* TASK REQUIREMENTS *
The records below are made of lines; count those holding the word "into" and give the number only.

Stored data

use std::sync::Arc;

use ratatui::prelude::*;
use ratatui::widgets::{Block, Clear, Paragraph};

use crate::filter::SubstringFilter;
use crate::options::AutoCompleteOptions;
use crate::theme::ColorTheme;
use crate::tui::util::truncate_to_width;
use crate::tui::widget::{FieldRender, FieldWidget};
use crate::tui::{Insets, TextAlignment};

const SEPARATOR: char = '─';

/// The dropdown drawn below the field
///
/// Holds the rows it currently renders, which only change on [`SuggestionList::set_rows`]: the
/// field refreshes them on flush, not on every keystroke.
#[derive(Debug)]
pub struct SuggestionList {
    rows: Vec<String>,
    current: usize,
    hidden: bool,
    height: u16,
    highlight: SubstringFilter,
    /// Lines per row
    pub row_height: u16,
    /// Insets of the label inside its row
    pub label_insets: Insets,
    /// Horizontal insets of the separator line
    pub separator_insets: Insets,
    /// Alignment of the label
    pub alignment: TextAlignment,
    /// Modifiers added to the label style
    pub font: Modifier,
    /// Label foreground, overriding the theme
    pub text_color: Option<Color>,
    /// Color theme
    pub theme: Arc<ColorTheme>,
}

impl Default for SuggestionList {
    fn default() -> Self {
        Self {
            rows: Vec::new(),
            current: 0,
            hidden: true,
            height: 0,
            highlight: SubstringFilter::default(),
            row_height: 1,
            label_insets: Insets::horizontal(1, 1),
            separator_insets: Insets::default(),
            alignment: TextAlignment::default(),
            font: Modifier::empty(),
            text_color: None,
            theme: Arc::new(ColorTheme::default()),
        }
    }
}

impl SuggestionList {
    /// Replaces the rendered rows, highlighting the part matching `query`
    ///
    /// The highlighted row is clamped into the new rows.
    pub fn set_rows(&mut self, rows: &[String], query: &str) {
        self.rows = rows.to_vec();
        self.highlight = SubstringFilter::new(query);
        self.current = self.current.min(self.rows.len().saturating_sub(1));
        trace!("suggestion rows: {:?}", self.rows);
    }

    /// The rendered rows
    pub fn rows(&self) -> &[String] {
        &self.rows
    }

    /// Number of rendered rows
    pub fn len(&self) -> usize {
        self.rows.len()
    }

    /// Whether there is no row to render
    pub fn is_empty(&self) -> bool {
        self.rows.is_empty()
    }

    /// Index of the highlighted row
    pub fn current(&self) -> usize {
        self.current
    }

    /// Whether the list was hidden
    pub fn is_hidden(&self) -> bool {
        self.hidden
    }

    /// Shows or hides the list
    pub fn set_hidden(&mut self, hidden: bool) {
        if self.hidden != hidden {
            debug!("suggestions {}", if hidden { "hidden" } else { "shown" });
        }
        self.hidden = hidden;
    }

    /// Whether anything would be drawn
    pub fn is_visible(&self) -> bool {
        !self.hidden && !self.rows.is_empty() && self.height > 0
    }

    /// Height in lines
    pub fn height(&self) -> u16 {
        self.height
    }

    /// Sets the height in lines
    pub fn set_height(&mut self, height: u16) {
        self.height = height;
    }

    /// Moves the highlight down by `n` rows, stopping at the last one
    pub fn select_next(&mut self, n: usize) {
        if !self.rows.is_empty() {
            self.current = self.current.saturating_add(n).min(self.rows.len() - 1);
        }
    }

    /// Moves the highlight up by `n` rows, stopping at the first one
    pub fn select_previous(&mut self, n: usize) {
        self.current = self.current.saturating_sub(n);
    }

    /// Highlights the first row
    pub fn select_first(&mut self) {
        self.current = 0;
    }

    /// Highlights the last row
    pub fn select_last(&mut self) {
        self.current = self.rows.len().saturating_sub(1);
    }

    /// The styled label of row `index`
    ///
    /// Always returns a line: rows out of range give an empty one.
    pub fn row_line(&self, index: usize) -> Line<'_> {
        let Some(text) = self.rows.get(index) else {
            return Line::default();
        };
        let (base, matched) = if index == self.current {
            (self.theme.current, self.theme.current_match)
        } else {
            (self.theme.suggestion, self.theme.matched)
        };
        let base = self.label_style(base);
        let matched = self.label_style(matched);

        match self.highlight.match_range(text) {
            Some((start, end)) => Line::from(vec![
                Span::styled(&text[..start], base),
                Span::styled(&text[start..end], matched),
                Span::styled(&text[end..], base),
            ]),
            None => Line::styled(text.as_str(), base),
        }
    }

    fn label_style(&self, style: Style) -> Style {
        let style = style.add_modifier(self.font);
        match self.text_color {
            Some(fg) => style.fg(fg),
            None => style,
        }
    }

    /// Row under `position` when the list is drawn in `area`
    pub fn row_at(&self, area: Rect, position: Position) -> Option<usize> {
        if !self.is_visible() || !area.contains(position) {
            return None;
        }
        let index = usize::from((position.y - area.y) / self.row_height.max(1));
        (index < self.rows.len()).then_some(index)
    }

    /// Area of the list: directly below `field`, spanning the container minus the field's left
    /// offset on both sides, clipped to the container
    pub fn frame(field: Rect, container: Rect, height: u16) -> Rect {
        let offset = field.x.saturating_sub(container.x);
        let width = container.width.saturating_sub(offset.saturating_mul(2));
        Rect {
            x: field.x,
            y: field.bottom(),
            width,
            height,
        }
        .intersection(container)
    }

    fn render_row(&self, index: usize, row_area: Rect, buf: &mut Buffer) {
        let is_last = index + 1 == self.rows.len();
        let style = if index == self.current {
            self.theme.current
        } else {
            self.theme.suggestion
        };
        Block::default().style(style).render(row_area, buf);

        let has_separator = row_area.height > 1 && !is_last;
        let mut label_area = row_area;
        if has_separator {
            label_area.height -= 1;
        }
        let label_area = self.label_insets.apply(label_area);
        if !label_area.is_empty() {
            Paragraph::new(self.row_line(index))
                .alignment(self.alignment.into())
                .render(label_area, buf);
        }

        if has_separator {
            let insets = Insets::horizontal(self.separator_insets.left, self.separator_insets.right);
            let line_area = insets.apply(Rect {
                y: row_area.bottom() - 1,
                height: 1,
                ..row_area
            });
            let line = SEPARATOR.to_string().repeat(usize::from(line_area.width));
            buf.set_string(
                line_area.x,
                line_area.y,
                truncate_to_width(&line, usize::from(line_area.width)),
                self.theme.separator,
            );
        }
    }
}

impl FieldWidget for SuggestionList {
    fn from_options(options: &AutoCompleteOptions, theme: Arc<ColorTheme>) -> Self {
        Self {
            hidden: options.hides_when_empty,
            row_height: options.row_height.max(1),
            label_insets: options.label_insets,
            separator_insets: options.separator_insets,
            alignment: options.alignment,
            font: options.font.0,
            text_color: options.text_color,
            theme,
            ..Default::default()
        }
    }

    fn render(&mut self, area: Rect, buf: &mut Buffer) -> FieldRender {
        if !self.is_visible() || area.is_empty() {
            return FieldRender::default();
        }
        Clear.render(area, buf);
        Block::default().style(self.theme.suggestion).render(area, buf);

        let row_height = self.row_height.max(1);
        for index in 0..self.rows.len() {
            let Ok(offset) = u16::try_from(index) else {
                break;
            };
            let y = area.y.saturating_add(offset.saturating_mul(row_height));
            if y >= area.bottom() {
                break;
            }
            let row_area = Rect {
                y,
                height: row_height.min(area.bottom() - y),
                ..area
            };
            self.render_row(index, row_area, buf);
        }
        FieldRender {
            list_drawn: true,
            ..Default::default()
        }
    }
}

#[cfg(test)]
mod tests {
    use super::*;

    fn strings(items: &[&str]) -> Vec<String> {
        items.iter().map(|s| s.to_string()).collect()
    }

    fn lines(buf: &Buffer) -> Vec<String> {
        let area = buf.area;
        (area.top()..area.bottom())
            .map(|y| {
                (area.left()..area.right())
                    .map(|x| buf[(x, y)].symbol())
                    .collect::<String>()
                    .trim_end()
                    .to_string()
            })
            .collect()
    }

    fn list(rows: &[&str]) -> SuggestionList {
        let mut list = SuggestionList::default();
        list.set_rows(&strings(rows), "");
        list.set_hidden(false);
        list.set_height(10);
        list
    }

    #[test]
    fn row_line_out_of_range_is_empty() {
        let list = list(&["Apple"]);
        assert_eq!(list.row_line(0).to_string(), "Apple");
        assert_eq!(list.row_line(1), Line::default());
        assert_eq!(SuggestionList::default().row_line(0), Line::default());
    }

    #[test]
    fn row_line_highlights_match() {
        let mut list = list(&[]);
        list.set_rows(&strings(&["Apricot", "Grape"]), "AP");
        let line = list.row_line(0);
        assert_eq!(line.spans.len(), 3);
        assert_eq!(line.spans[1].content, "Ap");
        assert_eq!(line.spans[1].style, list.theme.current_match);
        let line = list.row_line(1);
        assert_eq!(line.spans[1].content, "ap");
        assert_eq!(line.spans[1].style, list.theme.matched);
    }

    #[test]
    fn navigation_is_clamped() {
        let mut list = list(&["a", "b", "c"]);
        list.select_previous(1);
        assert_eq!(list.current(), 0);
        list.select_next(5);
        assert_eq!(list.current(), 2);
        list.select_first();
        assert_eq!(list.current(), 0);
        list.select_last();
        assert_eq!(list.current(), 2);
        list.set_rows(&strings(&["a"]), "");
        assert_eq!(list.current(), 0);
    }

    #[test]
    fn frame_follows_container() {
        let field = Rect::new(2, 0, 20, 1);
        let container = Rect::new(0, 0, 30, 8);
        assert_eq!(SuggestionList::frame(field, container, 3), Rect::new(2, 1, 26, 3));
        // Clipped to the container
        assert_eq!(SuggestionList::frame(field, container, 20), Rect::new(2, 1, 26, 7));
        let moved = Rect::new(1, 0, 10, 8);
        assert_eq!(SuggestionList::frame(field, moved, 3), Rect::new(2, 1, 8, 3));
    }

    #[test]
    fn render_single_line_rows() {
        let mut list = list(&["Apple", "Apricot", "Avocado"]);
        let area = Rect::new(0, 0, 10, 3);
        let mut buf = Buffer::empty(area);
        let res = list.render(area, &mut buf);
        assert!(res.list_drawn);
        assert_eq!(lines(&buf), vec![" Apple", " Apricot", " Avocado"]);
    }

    #[test]
    fn render_separators_between_tall_rows() {
        let mut list = list(&["Apple", "Apricot"]);
        list.row_height = 2;
        list.separator_insets = Insets::horizontal(1, 1);
        list.alignment = TextAlignment::Right;
        let area = Rect::new(0, 0, 10, 4);
        let mut buf = Buffer::empty(area);
        list.render(area, &mut buf);
        insta::assert_debug_snapshot!(lines(&buf), @r#"
        [
            "    Apple",
            " ────────",
            "  Apricot",
            "",
        ]
        "#);
    }

    #[test]
    fn hidden_list_draws_nothing() {
        let mut list = list(&["Apple"]);
        list.set_hidden(true);
        let area = Rect::new(0, 0, 10, 2);
        let mut buf = Buffer::empty(area);
        assert!(!list.render(area, &mut buf).list_drawn);
        assert_eq!(buf, Buffer::empty(area));
    }

    #[test]
    fn row_at_maps_positions() {
        let mut list = list(&["a", "b"]);
        list.row_height = 2;
        let area = Rect::new(0, 5, 10, 4);
        assert_eq!(list.row_at(area, Position::new(3, 5)), Some(0));
        assert_eq!(list.row_at(area, Position::new(3, 8)), Some(1));
        assert_eq!(list.row_at(area, Position::new(3, 4)), None);
        list.set_hidden(true);
        assert_eq!(list.row_at(area, Position::new(3, 5)), None);
    }
}
//! Settle delays between configuration commands, in milliseconds.

/// After releasing `CRESET_B`, before the first ISC command.
pub const RESET_SETTLE_MS: u32 = 10;

/// Between `ISC_ENABLE` and `ISC_ERASE`.
pub const ENABLE_SETTLE_MS: u32 = 1;

/// After `ISC_ERASE`, before any further command.
pub const ERASE_SETTLE_MS: u32 = 50;

/// After `LSC_INIT`, before the bitstream burst.
pub const INIT_SETTLE_MS: u32 = 100;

* RESULT FOR THIS EXERCISE *
2